When I first transferred to Silicon Valley in 1990 I wondered what everyone did when they weren’t working. It soon became apparent that when you were working for a computer company in the innovation capital of the world there was not a lot of time to hang out at the beach. The opportunities were endless, but so was the work! I found myself continuously fighting a battle to stay healthy and balanced.
Although it took a couple years to get used to the cold water (thank you, O’Neill wetsuits!), surfing soon became my relief valve from the hectic pace. I launched “Surfing for Balance in Silicon Valley” in 2014 to begin blogging about my struggle to stay afloat as a way to apply my voice to the work-life integration challenge in Silicon Valley.

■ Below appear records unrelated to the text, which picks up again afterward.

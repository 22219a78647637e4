//! Domain models for the note store
//!
//! Every synchronizable entity carries an immutable [`LocalId`] assigned at
//! local creation, an optional remote [`Guid`] assigned by the service, and
//! an optional update sequence number ([`Usn`]) that is only comparable
//! within the entity's scope.

use bytes::Bytes;
use chrono::{DateTime, TimeZone, Utc};
use serde::{de::DeserializeOwned, Deserialize, Serialize};
use std::borrow::Borrow;
use std::fmt;
use uuid::Uuid;

/// Update sequence number, monotonic within one scope.
pub type Usn = i32;

/// Milliseconds since the Unix epoch, as sent by the service.
pub type Timestamp = i64;

pub const INK_NOTE_MIME_TYPE: &str = "application/vnd.evernote.ink";

// =============================================================================
// ID Types
// =============================================================================

/// Locally unique identifier, stable across guid assignment.
#[derive(Debug, Clone, Copy, PartialEq, Eq, Hash, PartialOrd, Ord, Serialize, Deserialize)]
#[serde(transparent)]
pub struct LocalId(pub Uuid);

impl LocalId {
    pub fn new() -> Self {
        Self(Uuid::new_v4())
    }

    pub fn from_string(s: &str) -> Result<Self, uuid::Error> {
        Ok(Self(Uuid::parse_str(s)?))
    }
}

impl Default for LocalId {
    fn default() -> Self {
        Self::new()
    }
}

impl fmt::Display for LocalId {
    fn fmt(&self, f: &mut fmt::Formatter<'_>) -> fmt::Result {
        write!(f, "{}", self.0)
    }
}

/// Globally unique remote identifier.
#[derive(Debug, Clone, PartialEq, Eq, Hash, PartialOrd, Ord, Serialize, Deserialize)]
#[serde(transparent)]
pub struct Guid(pub String);

impl Guid {
    pub fn new(value: impl Into<String>) -> Self {
        Self(value.into())
    }

    /// Generates a fresh random guid, as the service would.
    pub fn generate() -> Self {
        Self(Uuid::new_v4().to_string())
    }

    pub fn as_str(&self) -> &str {
        &self.0
    }
}

impl fmt::Display for Guid {
    fn fmt(&self, f: &mut fmt::Formatter<'_>) -> fmt::Result {
        f.write_str(&self.0)
    }
}

impl From<&str> for Guid {
    fn from(value: &str) -> Self {
        Self(value.to_string())
    }
}

impl From<String> for Guid {
    fn from(value: String) -> Self {
        Self(value)
    }
}

impl Borrow<str> for Guid {
    fn borrow(&self) -> &str {
        &self.0
    }
}

/// Converts a service timestamp into a UTC date-time.
pub fn timestamp_to_datetime(timestamp: Timestamp) -> Option<DateTime<Utc>> {
    Utc.timestamp_millis_opt(timestamp).single()
}

// =============================================================================
// Entity trait
// =============================================================================

/// Common accessors of entities that are stored locally and synchronized.
pub trait SyncEntity:
    Clone + fmt::Debug + Send + Sync + Serialize + DeserializeOwned + 'static
{
    /// Human-readable kind, used in logs and error records.
    const KIND: &'static str;

    fn local_id(&self) -> LocalId;
    fn set_local_id(&mut self, local_id: LocalId);
    fn guid(&self) -> Option<&Guid>;
    fn update_sequence_num(&self) -> Option<Usn>;
    fn is_locally_modified(&self) -> bool;

    /// Unique-per-scope name, for entities identified by name as well.
    fn name(&self) -> Option<&str> {
        None
    }

    /// Linked notebook scope, `None` for the user's own account.
    fn linked_notebook_guid(&self) -> Option<&Guid> {
        None
    }

    /// Owning entity, e.g. the note of a resource.
    fn parent_local_id(&self) -> Option<LocalId> {
        None
    }
}

macro_rules! impl_sync_entity_ids {
    () => {
        fn local_id(&self) -> LocalId {
            self.local_id
        }

        fn set_local_id(&mut self, local_id: LocalId) {
            self.local_id = local_id;
        }

        fn guid(&self) -> Option<&Guid> {
            self.guid.as_ref()
        }

        fn update_sequence_num(&self) -> Option<Usn> {
            self.update_sequence_num
        }

        fn is_locally_modified(&self) -> bool {
            self.locally_modified
        }
    };
}

// =============================================================================
// Domain Models
// =============================================================================

/// Binary payload of a resource.
#[derive(Debug, Clone, Default, PartialEq, Eq, Serialize, Deserialize)]
pub struct ResourceData {
    pub body: Option<Bytes>,
    pub size: Option<i32>,
    pub body_hash: Option<Bytes>,
}

impl ResourceData {
    pub fn from_body(body: impl Into<Bytes>) -> Self {
        let body = body.into();
        Self {
            size: i32::try_from(body.len()).ok(),
            body: Some(body),
            body_hash: None,
        }
    }
}

/// File attached to a note.
#[derive(Debug, Clone, Default, PartialEq, Eq, Serialize, Deserialize)]
pub struct Resource {
    pub local_id: LocalId,
    pub guid: Option<Guid>,
    pub update_sequence_num: Option<Usn>,
    pub note_guid: Option<Guid>,
    pub note_local_id: Option<LocalId>,
    pub mime: Option<String>,
    pub width: Option<i16>,
    pub height: Option<i16>,
    pub data: Option<ResourceData>,
    pub locally_modified: bool,
}

impl Resource {
    pub fn is_ink(&self) -> bool {
        self.mime.as_deref() == Some(INK_NOTE_MIME_TYPE)
            && self.guid.is_some()
            && self.width.unwrap_or(0) != 0
            && self.height.unwrap_or(0) != 0
    }

    pub fn has_binary_data(&self) -> bool {
        self.data.as_ref().is_some_and(|data| data.body.is_some())
    }
}

impl SyncEntity for Resource {
    const KIND: &'static str = "resource";

    impl_sync_entity_ids!();

    fn parent_local_id(&self) -> Option<LocalId> {
        self.note_local_id
    }
}

/// Note with its resources.
///
/// Notes listed in sync chunks carry metadata only; `content` and resource
/// bodies are filled by a separate full-data download.
#[derive(Debug, Clone, Default, PartialEq, Eq, Serialize, Deserialize)]
pub struct Note {
    pub local_id: LocalId,
    pub guid: Option<Guid>,
    pub update_sequence_num: Option<Usn>,
    pub notebook_guid: Option<Guid>,
    pub notebook_local_id: Option<LocalId>,
    pub title: Option<String>,
    pub content: Option<String>,
    pub content_hash: Option<Bytes>,
    pub created: Option<Timestamp>,
    pub updated: Option<Timestamp>,
    pub active: bool,
    pub resources: Vec<Resource>,
    pub tag_guids: Vec<Guid>,
    pub tag_local_ids: Vec<LocalId>,
    pub thumbnail_data: Option<Bytes>,
    pub locally_modified: bool,
    pub local_only: bool,
    pub locally_favorited: bool,
}

impl Note {
    /// Ink notes consist of ink resources only.
    pub fn is_ink_note(&self) -> bool {
        !self.resources.is_empty() && self.resources.iter().all(Resource::is_ink)
    }

    pub fn created_at(&self) -> Option<DateTime<Utc>> {
        self.created.and_then(timestamp_to_datetime)
    }

    pub fn updated_at(&self) -> Option<DateTime<Utc>> {
        self.updated.and_then(timestamp_to_datetime)
    }
}

impl SyncEntity for Note {
    const KIND: &'static str = "note";

    impl_sync_entity_ids!();

    fn parent_local_id(&self) -> Option<LocalId> {
        self.notebook_local_id
    }
}

#[derive(Debug, Clone, Default, PartialEq, Eq, Serialize, Deserialize)]
pub struct Notebook {
    pub local_id: LocalId,
    pub guid: Option<Guid>,
    pub update_sequence_num: Option<Usn>,
    pub name: Option<String>,
    pub linked_notebook_guid: Option<Guid>,
    pub default_notebook: bool,
    pub locally_modified: bool,
    pub local_only: bool,
}

impl SyncEntity for Notebook {
    const KIND: &'static str = "notebook";

    impl_sync_entity_ids!();

    fn name(&self) -> Option<&str> {
        self.name.as_deref()
    }

    fn linked_notebook_guid(&self) -> Option<&Guid> {
        self.linked_notebook_guid.as_ref()
    }
}

#[derive(Debug, Clone, Default, PartialEq, Eq, Serialize, Deserialize)]
pub struct Tag {
    pub local_id: LocalId,
    pub guid: Option<Guid>,
    pub update_sequence_num: Option<Usn>,
    pub name: Option<String>,
    pub parent_guid: Option<Guid>,
    pub parent_local_id: Option<LocalId>,
    pub linked_notebook_guid: Option<Guid>,
    pub locally_modified: bool,
    pub local_only: bool,
}

impl SyncEntity for Tag {
    const KIND: &'static str = "tag";

    impl_sync_entity_ids!();

    fn name(&self) -> Option<&str> {
        self.name.as_deref()
    }

    fn linked_notebook_guid(&self) -> Option<&Guid> {
        self.linked_notebook_guid.as_ref()
    }

    fn parent_local_id(&self) -> Option<LocalId> {
        self.parent_local_id
    }
}

#[derive(Debug, Clone, Default, PartialEq, Eq, Serialize, Deserialize)]
pub struct SavedSearch {
    pub local_id: LocalId,
    pub guid: Option<Guid>,
    pub update_sequence_num: Option<Usn>,
    pub name: Option<String>,
    pub query: Option<String>,
    pub locally_modified: bool,
    pub local_only: bool,
}

impl SyncEntity for SavedSearch {
    const KIND: &'static str = "saved search";

    impl_sync_entity_ids!();

    fn name(&self) -> Option<&str> {
        self.name.as_deref()
    }
}

/// Notebook shared by another user, synchronized as its own scope.
#[derive(Debug, Clone, Default, PartialEq, Eq, Serialize, Deserialize)]
pub struct LinkedNotebook {
    pub guid: Option<Guid>,
    pub update_sequence_num: Option<Usn>,
    pub username: Option<String>,
    pub share_name: Option<String>,
    pub note_store_url: Option<String>,
    pub shard_id: Option<String>,
    pub shared_notebook_global_id: Option<String>,
}

/// One batch of remote changes for a single scope.
#[derive(Debug, Clone, Default, PartialEq, Eq, Serialize, Deserialize)]
pub struct SyncChunk {
    pub current_time: Timestamp,
    /// Highest USN of any entity in this chunk; `None` for an empty chunk.
    pub chunk_high_usn: Option<Usn>,
    /// Highest USN in the scope at the time of the request.
    pub update_count: Usn,
    pub notes: Vec<Note>,
    pub notebooks: Vec<Notebook>,
    pub tags: Vec<Tag>,
    pub searches: Vec<SavedSearch>,
    pub resources: Vec<Resource>,
    pub linked_notebooks: Vec<LinkedNotebook>,
    pub expunged_notes: Vec<Guid>,
    pub expunged_notebooks: Vec<Guid>,
    pub expunged_tags: Vec<Guid>,
    pub expunged_searches: Vec<Guid>,
    pub expunged_linked_notebooks: Vec<Guid>,
}

impl SyncChunk {
    pub fn is_empty(&self) -> bool {
        self.notes.is_empty()
            && self.notebooks.is_empty()
            && self.tags.is_empty()
            && self.searches.is_empty()
            && self.resources.is_empty()
            && self.linked_notebooks.is_empty()
            && self.expunged_notes.is_empty()
            && self.expunged_notebooks.is_empty()
            && self.expunged_tags.is_empty()
            && self.expunged_searches.is_empty()
            && self.expunged_linked_notebooks.is_empty()
    }
}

Writing about the nonstop juggling act between work, family and self began to parallel my training for a triathlon. I was constantly balancing my time to make sure each event got its allotted time. I soon created the Circle of Life as a tool to provide my own emergency warning system when one area got out of whack (work, family, or self). A story from my early career with ROLM is an example when my work was taking over.
I Have Become That Man!
ROLM was a dream company to start a career, and they were led by one of Silicon Valley’s great pioneers, Ken Oshman, who established “Great Place To Work” (GPW) as a corporate goal at ROLM in the early 1970s. I was later managing a global product development team with Siemens ROLM in 1990 when this story takes place.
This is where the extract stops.